Full Time or Part Time
Let’s say you already have a traditional full-time job. Before you jump ship, ask your current employer about work-from-home options. If you have the chance to work from home, try it out. See how you like it. More progressive employers now allow their employees to work from home one or two days a week. Around 38 percent of traditional employees of traditional employees enjoy this benefit.
Working from home isn’t for everyone. It does require discipline. You’ll also need a designated work area and the elimination of distractions like TV and social media.
Maybe there’s an option to work from home part time. If you can afford to take the cut in hours and pay, this might be your ticket.
But if your current employer doesn’t offer the flexibility you need, then consider researching work-from-home opportunities.
When you hear the word “freelancer,” you might imagine someone who is entrepreneurial, a jack of all trades, a free spirit, a risk-taker. For sure they are confident and creative.
Freelancers tend to seek variety, in life and in work.
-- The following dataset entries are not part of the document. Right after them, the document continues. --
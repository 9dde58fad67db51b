mod ai;
mod cli;
mod config;
mod docs;
mod error;
mod linear;
mod orchestrator;
mod render;

use clap::Parser;
use cli::{Cli, Commands};
use config::Config;
use error::Result;
use indicatif::{ProgressBar, ProgressStyle};
use linear::DateRange;
use orchestrator::Orchestrator;
use render::Renderer;
use std::future::Future;
use std::io::{self, Write};
use std::process::{Command as ProcessCommand, Stdio};

#[tokio::main]
async fn main() -> Result<()> {
    // Parse CLI arguments
    let cli = Cli::parse();

    init_logging(cli.verbose);

    // Validate CLI arguments
    if let Err(e) = cli.validate() {
        eprintln!("Error: {}", e);
        std::process::exit(1);
    }

    // Handle subcommands
    if let Some(command) = &cli.command {
        return handle_command(command);
    }

    // Load or create config
    let config = if let Some(config_path) = &cli.config {
        Config::load_from(config_path)?
    } else {
        Config::load_or_create_default()?
    };

    // Verify API keys are available (from env or config)
    for check in [config.linear_api_key(), config.gemini_api_key()] {
        if let Err(e) = check {
            eprintln!("Error: {}", e);
            eprintln!(
                "\nAdd the key to your config file at: {}",
                Config::default_config_path()?.display()
            );
            std::process::exit(1);
        }
    }

    run_recap(config, &cli).await
}

async fn run_recap(config: Config, cli: &Cli) -> Result<()> {
    println!("perf-recap v{}", env!("CARGO_PKG_VERSION"));
    println!("AI-powered performance review summarizer\n");

    let mut orchestrator = Orchestrator::new(config)?;

    // Resolve the review period
    let range = resolve_range(cli, orchestrator.config().default_timespan_days)?;

    println!("{}", "=".repeat(60));
    println!("Period: {} to {}", range.start, range.end);
    println!("{}\n", "=".repeat(60));

    // Fetch issues; a failure here is shown in place of the results and
    // the rest of the run stays usable
    let fetch_result = with_spinner(
        spinner("Fetching Linear issues..."),
        orchestrator.fetch_issues(&range),
    )
    .await;

    match fetch_result {
        Ok(_) => print_issues(&orchestrator),
        Err(e) => {
            tracing::error!(error = %e, "Linear fetch failed");
            println!("Error: {}\n", e);
        }
    }

    // Collect performance docs from flags, then interactively
    if !cli.docs.is_empty() {
        let added = orchestrator.add_documents(&cli.docs)?;
        println!("Added {} performance doc(s)", added);
    }

    if !cli.is_non_interactive() {
        collect_docs_interactively(&mut orchestrator)?;
    }

    print_documents(&orchestrator);

    // Generate the recap
    let recap = match with_spinner(
        spinner("Generating summary with Gemini..."),
        orchestrator.generate_recap(),
    )
    .await
    {
        Ok(recap) => recap,
        Err(e) => {
            tracing::error!(error = %e, "recap generation failed");
            eprintln!("Failed to generate summary: {}", e);
            std::process::exit(1);
        }
    };

    let output_text = if cli.html {
        Renderer::new()?.to_html(&recap.markdown)
    } else {
        recap.markdown.clone()
    };

    println!("\n{}\n", "=".repeat(60));
    println!("{}", output_text);
    println!("\n{}", "=".repeat(60));
    println!(
        "Generated at: {}",
        recap.generated_at.format("%Y-%m-%d %H:%M:%S UTC")
    );

    if let Some(ref path) = cli.output {
        std::fs::write(path, &output_text)?;
        println!("✓ Saved to: {}", path.display());
    }

    if cli.copy {
        match copy_to_clipboard(&recap.markdown) {
            Ok(()) => println!("✓ Copied to clipboard"),
            Err(e) => eprintln!("Could not copy to clipboard: {}", e),
        }
    }

    Ok(())
}

fn handle_command(command: &Commands) -> Result<()> {
    match command {
        Commands::Init { force } => {
            let config_path = Config::default_config_path()?;

            if config_path.exists() && !force {
                eprintln!("Config file already exists at: {}", config_path.display());
                eprintln!("Use --force to overwrite");
                std::process::exit(1);
            }

            Config::create_default()?;
            println!("✓ Created config file at: {}", config_path.display());
            println!("\nAdd your API keys, or set the {} and {} environment variables.",
                config::LINEAR_KEY_ENV,
                config::GEMINI_KEY_ENV);
        }
        Commands::Config => {
            let config = Config::load_or_create_default()?;
            let toml_str = toml::to_string_pretty(&config)?;
            println!("Current configuration:\n");
            println!("{}", toml_str);
        }
    }
    Ok(())
}

/// Resolve the review period from flags, or prompt with a default
/// window ending today
fn resolve_range(cli: &Cli, default_days: u32) -> Result<DateRange> {
    if let (Some(since), Some(until)) = (&cli.since, &cli.until) {
        return DateRange::parse(since, until);
    }

    if let Some(days) = cli.days {
        return Ok(DateRange::days_back(days));
    }

    if cli.is_non_interactive() {
        return Ok(DateRange::days_back(default_days));
    }

    let default_range = DateRange::days_back(default_days);
    let since = prompt_with_default("Start date", &default_range.start.to_string())?;
    let until = prompt_with_default("End date", &default_range.end.to_string())?;
    DateRange::parse(&since, &until)
}

fn print_issues(orchestrator: &Orchestrator) {
    let issues = orchestrator.issues();

    if issues.is_empty() {
        println!("No completed issues found for this period.\n");
        return;
    }

    println!("Completed issues ({}):", issues.len());
    for issue in issues {
        let project = issue.project_name().unwrap_or("No project");
        let completed = issue
            .completed_at
            .map(|t| t.format("%Y-%m-%d").to_string())
            .unwrap_or_default();
        let labels = issue.label_names();
        let label_suffix = if labels.is_empty() {
            String::new()
        } else {
            format!(" · {}", labels.join(", "))
        };
        println!("  [{}] {}", issue.identifier, issue.title);
        println!("      {} · {}{}", project, completed, label_suffix);
        println!("      {}", issue.url);
    }
    println!();
}

fn print_documents(orchestrator: &Orchestrator) {
    let docs = orchestrator.documents();
    if docs.is_empty() {
        return;
    }

    println!("Performance docs ({}):", docs.len());
    for (idx, doc) in docs.iter().enumerate() {
        println!("  {}. {}", idx, doc.name);
    }
    println!();
}

/// Prompt for doc paths to add and indices to remove until the user
/// is done
fn collect_docs_interactively(orchestrator: &mut Orchestrator) -> Result<()> {
    loop {
        let input = prompt_with_default("Add performance docs (paths, Enter to continue)", "")?;
        if input.is_empty() {
            break;
        }

        let paths: Vec<std::path::PathBuf> =
            input.split_whitespace().map(Into::into).collect();
        match orchestrator.add_documents(&paths) {
            Ok(added) => println!("Added {} doc(s)", added),
            Err(e) => eprintln!("Could not read docs: {}", e),
        }
    }

    while !orchestrator.documents().is_empty() {
        print_documents(orchestrator);
        let input = prompt_with_default("Remove doc by index (Enter to keep all)", "")?;
        if input.is_empty() {
            break;
        }
        match input.parse::<usize>() {
            Ok(idx) => match orchestrator.remove_document(idx) {
                Some(doc) => println!("Removed {}", doc.name),
                None => eprintln!("No doc at index {}", idx),
            },
            Err(_) => eprintln!("Not an index: {}", input),
        }
    }

    Ok(())
}

/// Build a spinner with a contextual message
fn spinner(msg: &str) -> ProgressBar {
    let pb = ProgressBar::new_spinner();
    pb.set_style(
        ProgressStyle::default_spinner()
            .template("{spinner:.cyan} {msg}")
            .unwrap(),
    );
    pb.set_message(msg.to_string());
    pb.enable_steady_tick(std::time::Duration::from_millis(100));
    pb
}

/// Run a future under a spinner, clearing it on both outcome paths
async fn with_spinner<F, T>(pb: ProgressBar, fut: F) -> Result<T>
where
    F: Future<Output = Result<T>>,
{
    let result = fut.await;
    pb.finish_and_clear();
    result
}

/// Prompt user with a default value (press Enter to accept default)
fn prompt_with_default(prompt: &str, default: &str) -> Result<String> {
    if default.is_empty() {
        print!("{}: ", prompt);
    } else {
        print!("{} [{}]: ", prompt, default);
    }
    io::stdout().flush()?;

    let mut input = String::new();
    io::stdin().read_line(&mut input)?;
    let input = input.trim();

    if input.is_empty() {
        Ok(default.to_string())
    } else {
        Ok(input.to_string())
    }
}

/// Copy text to the system clipboard via the platform clipboard tool
fn copy_to_clipboard(text: &str) -> Result<()> {
    let candidates: &[(&str, &[&str])] = if cfg!(target_os = "macos") {
        &[("pbcopy", &[])]
    } else {
        &[
            ("wl-copy", &[]),
            ("xclip", &["-selection", "clipboard"]),
        ]
    };

    for (program, args) in candidates {
        let spawned = ProcessCommand::new(program)
            .args(*args)
            .stdin(Stdio::piped())
            .stdout(Stdio::null())
            .stderr(Stdio::null())
            .spawn();

        let mut child = match spawned {
            Ok(child) => child,
            Err(_) => continue,
        };

        if let Some(mut stdin) = child.stdin.take() {
            stdin.write_all(text.as_bytes())?;
        }

        let status = child.wait()?;
        if status.success() {
            return Ok(());
        }
    }

    Err(error::PerfRecapError::Clipboard(
        "no clipboard tool found (tried pbcopy/wl-copy/xclip)".to_string(),
    ))
}

fn init_logging(verbosity: u8) {
    let filter = match verbosity {
        0 => "perf_recap=warn",
        1 => "perf_recap=info",
        2 => "perf_recap=debug",
        _ => "perf_recap=trace",
    };

    tracing_subscriber::fmt()
        .with_env_filter(
            tracing_subscriber::EnvFilter::try_from_default_env()
                .unwrap_or_else(|_| tracing_subscriber::EnvFilter::new(filter)),
        )
        .with_writer(io::stderr)
        .init();
}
Freelance jobs are aplenty. They can be in-house or remote. They may be temporary or indefinite. Many freelancers like the flexibility of remote work, but some like an office they can go to.
One drawback is that, often, freelancers have no job benefits. Another drawback is the lack of camaraderie or an overall feeling of support. It’s easy for freelancers to become siloed and feel excluded.
Keep in mind that freelancers are usually responsible for their own taxes. For questions about your status as an employee or freelancer, or how to pay taxes, IRS website has guidelines you can follow.
What Types of Work-From-Home Jobs Are Available?
Given today’s technology, you’d think that any job could be done in the comfort of your home office. This may be true, but some of the most common work-from-home positions include call center reps, technical support, website design, writing and editing, sales, appointment setting, transcription/translation services and teachers/tutors.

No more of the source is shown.